Against the Heathens, Book 7. Chapters 19
This really presses the question of the nature of a divine image. Is the person depicted present? Is the image still not inert matter? How can the belief that a person, or a body, can maintain its integrity and yet be materially be omniscient be possible? According to Arnobius this belief is an argument that results in “all reasonableness and soundness” being ejected from truth.
Arnobius in his argumentation exploits the material nature of these creations as an essential claim concering the subject they are meant to be fashioned in the likeness of. To use the language of representation and reality, the former denigrates the object of adoration and the latter shows such individuals as being willfully stupid as, to Arnobius, no one can be truly blind to reality that even base animals acknowledge.
We have no mention, by contrast, of Arnobius’s attitudes to Christians using images to depict Christ or saints like that which emerge in later centuries.
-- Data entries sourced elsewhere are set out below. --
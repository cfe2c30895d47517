//! Deterministic in-memory adapters.
//!
//! Stand-ins for the hardware drivers, used by the test suites and for
//! host-side bring-up of the control surface. Everything is fixed-size
//! and allocation-free so the doubles run in the same `no_std` envelope
//! as the real adapters.

use crate::dac::DacCodes;
use crate::error::PlatformError;
use crate::{CvSource, DisplayBackend, Encoder, SampleSink};
use libm::sqrtf;
use ondas_core::{CvFrame, DISPLAY_HEIGHT, DISPLAY_WIDTH, Frame};

/// Sink that converts and retains the most recent frame.
#[derive(Debug, Default)]
pub struct MockSink {
    last: Option<DacCodes>,
    writes: usize,
}

impl MockSink {
    /// Creates an empty sink.
    pub fn new() -> Self {
        Self::default()
    }

    /// Codes of the most recently written frame.
    pub fn last(&self) -> Option<&DacCodes> {
        self.last.as_ref()
    }

    /// Number of frames written.
    pub fn writes(&self) -> usize {
        self.writes
    }
}

impl SampleSink for MockSink {
    fn write(&mut self, frame: &Frame) {
        self.last = Some(DacCodes::from_frame(frame));
        self.writes += 1;
    }
}

/// CV source returning a settable constant reading.
#[derive(Debug, Default)]
pub struct FixedCv {
    reading: CvFrame,
}

impl FixedCv {
    /// Source reading zero on every input.
    pub fn zero() -> Self {
        Self::default()
    }

    /// Source pinned to `reading`.
    pub fn with(reading: CvFrame) -> Self {
        Self { reading }
    }

    /// Changes the pinned reading.
    pub fn set(&mut self, reading: CvFrame) {
        self.reading = reading;
    }
}

impl CvSource for FixedCv {
    fn read(&mut self) -> CvFrame {
        self.reading
    }
}

/// Encoder whose position and button are driven by the test.
#[derive(Debug, Default)]
pub struct ScriptedEncoder {
    position: i32,
    pressed: bool,
}

impl ScriptedEncoder {
    /// Encoder at detent zero, button released.
    pub fn new() -> Self {
        Self::default()
    }

    /// Turns the encoder by `detents` (negative = counter-clockwise).
    pub fn turn(&mut self, detents: i32) {
        self.position += detents;
    }

    /// Presses the button.
    pub fn press(&mut self) {
        self.pressed = true;
    }

    /// Releases the button.
    pub fn release(&mut self) {
        self.pressed = false;
    }
}

impl Encoder for ScriptedEncoder {
    fn position(&mut self) -> i32 {
        self.position
    }

    fn button(&mut self) -> bool {
        self.pressed
    }
}

const BUFFER_PIXELS: usize = (DISPLAY_WIDTH * DISPLAY_HEIGHT) as usize;

/// Frame-buffered display double with a readable pixel buffer.
///
/// Renders into a boolean buffer at the instrument's panel geometry.
/// Text is not rasterized; calls are counted and the last string is
/// retained so tests can assert on labels without a font.
pub struct BufferDisplay {
    width: i32,
    height: i32,
    pixels: [bool; BUFFER_PIXELS],
    text_calls: usize,
    last_text: [u8; 32],
    last_text_len: usize,
    presents: usize,
}

impl BufferDisplay {
    /// A display at the instrument's 128×64 geometry.
    pub fn new() -> Self {
        // The native geometry is always supported.
        match Self::with_size(DISPLAY_WIDTH, DISPLAY_HEIGHT) {
            Ok(display) => display,
            Err(_) => unreachable!(),
        }
    }

    /// A display at a smaller geometry, as a driver would report it.
    ///
    /// Rejects geometries the fixed buffer cannot hold, the same contract
    /// a real panel driver has at bring-up.
    pub fn with_size(width: i32, height: i32) -> Result<Self, PlatformError> {
        if width <= 0 || height <= 0 || width > DISPLAY_WIDTH || height > DISPLAY_HEIGHT {
            return Err(PlatformError::DisplayGeometry { width, height });
        }
        Ok(Self {
            width,
            height,
            pixels: [false; BUFFER_PIXELS],
            text_calls: 0,
            last_text: [0; 32],
            last_text_len: 0,
            presents: 0,
        })
    }

    /// Whether the pixel at (x, y) is lit.
    pub fn pixel_at(&self, x: i32, y: i32) -> bool {
        if !self.in_bounds(x, y) {
            return false;
        }
        self.pixels[(y * self.width + x) as usize]
    }

    /// Number of lit pixels.
    pub fn lit_pixels(&self) -> usize {
        self.pixels.iter().filter(|&&on| on).count()
    }

    /// Number of `text` calls since the last clear.
    pub fn text_calls(&self) -> usize {
        self.text_calls
    }

    /// The most recently drawn string (possibly truncated).
    pub fn last_text(&self) -> &str {
        core::str::from_utf8(&self.last_text[..self.last_text_len]).unwrap_or("")
    }

    /// Number of `present` calls.
    pub fn presents(&self) -> usize {
        self.presents
    }

    fn in_bounds(&self, x: i32, y: i32) -> bool {
        (0..self.width).contains(&x) && (0..self.height).contains(&y)
    }
}

impl Default for BufferDisplay {
    fn default() -> Self {
        Self::new()
    }
}

impl core::fmt::Debug for BufferDisplay {
    fn fmt(&self, f: &mut core::fmt::Formatter<'_>) -> core::fmt::Result {
        f.debug_struct("BufferDisplay")
            .field("width", &self.width)
            .field("height", &self.height)
            .field("lit_pixels", &self.lit_pixels())
            .field("presents", &self.presents)
            .finish()
    }
}

impl DisplayBackend for BufferDisplay {
    fn clear(&mut self) {
        self.pixels = [false; BUFFER_PIXELS];
        self.text_calls = 0;
        self.last_text_len = 0;
    }

    fn pixel(&mut self, x: i32, y: i32, on: bool) {
        if self.in_bounds(x, y) {
            self.pixels[(y * self.width + x) as usize] = on;
        }
    }

    fn rect(&mut self, x: i32, y: i32, w: i32, h: i32, on: bool) {
        for py in y..y + h {
            for px in x..x + w {
                self.pixel(px, py, on);
            }
        }
    }

    fn circle(&mut self, cx: i32, cy: i32, r: i32, on: bool) {
        if r <= 0 {
            self.pixel(cx, cy, on);
            return;
        }
        for dy in -r..=r {
            for dx in -r..=r {
                let distance = sqrtf((dx * dx + dy * dy) as f32);
                if (distance - r as f32).abs() < 0.5 {
                    self.pixel(cx + dx, cy + dy, on);
                }
            }
        }
    }

    fn text(&mut self, _x: i32, _y: i32, text: &str, _size: u8) {
        self.text_calls += 1;
        let bytes = text.as_bytes();
        let len = bytes.len().min(self.last_text.len());
        self.last_text[..len].copy_from_slice(&bytes[..len]);
        self.last_text_len = len;
    }

    fn present(&mut self) {
        self.presents += 1;
    }
}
Yet it seems impossible to imagine an advocate of icons of later centuries speaking in such terms today, Namely because the arguments employed against the images of Pagans are capable of being weaponised against images as an object of devotion indiscriminately. To describe his language as that of a scorched earth approach to debating the topic of imagery in this context doesn’t seem too much of a stretch. It is also a tone and trend we see in his pupil, Lactantius.
Lactantius of Numidia
In the case of God, whose spirit and influence are diffused everywhere, and can never be absent, it is plain that an image is always superfluous. But they fear lest their religion should be altogether vain and empty if they should see nothing present which they may adore, and therefore they set up images; and since these are representations of the dead, they resemble the dead, for they are entirely destitute of perception. But the image of the ever-living God ought to be living and endued with perception. But if it received this name from resemblance, how can it be supposed that these images resemble God, which have neither perception nor motion? Therefore the image of God is not that which is fashioned by the fingers of men out of stone, or bronze, or other material, but man himself, since he has both perception and motion, and performs many and great actions. Nor do the foolish men understand, that if images could exercise perception and motion, they would of their own accord adore men, by whom they have been adorned and embellished, since they would be either rough and unpolished stone, or rude and unshapen wood, had they not been fashioned by man
Divine Institutes, Book II (Of the Origin of Error). Chapter 2. What was the first cause of making images; of the true likeness of God, and the true worship of him.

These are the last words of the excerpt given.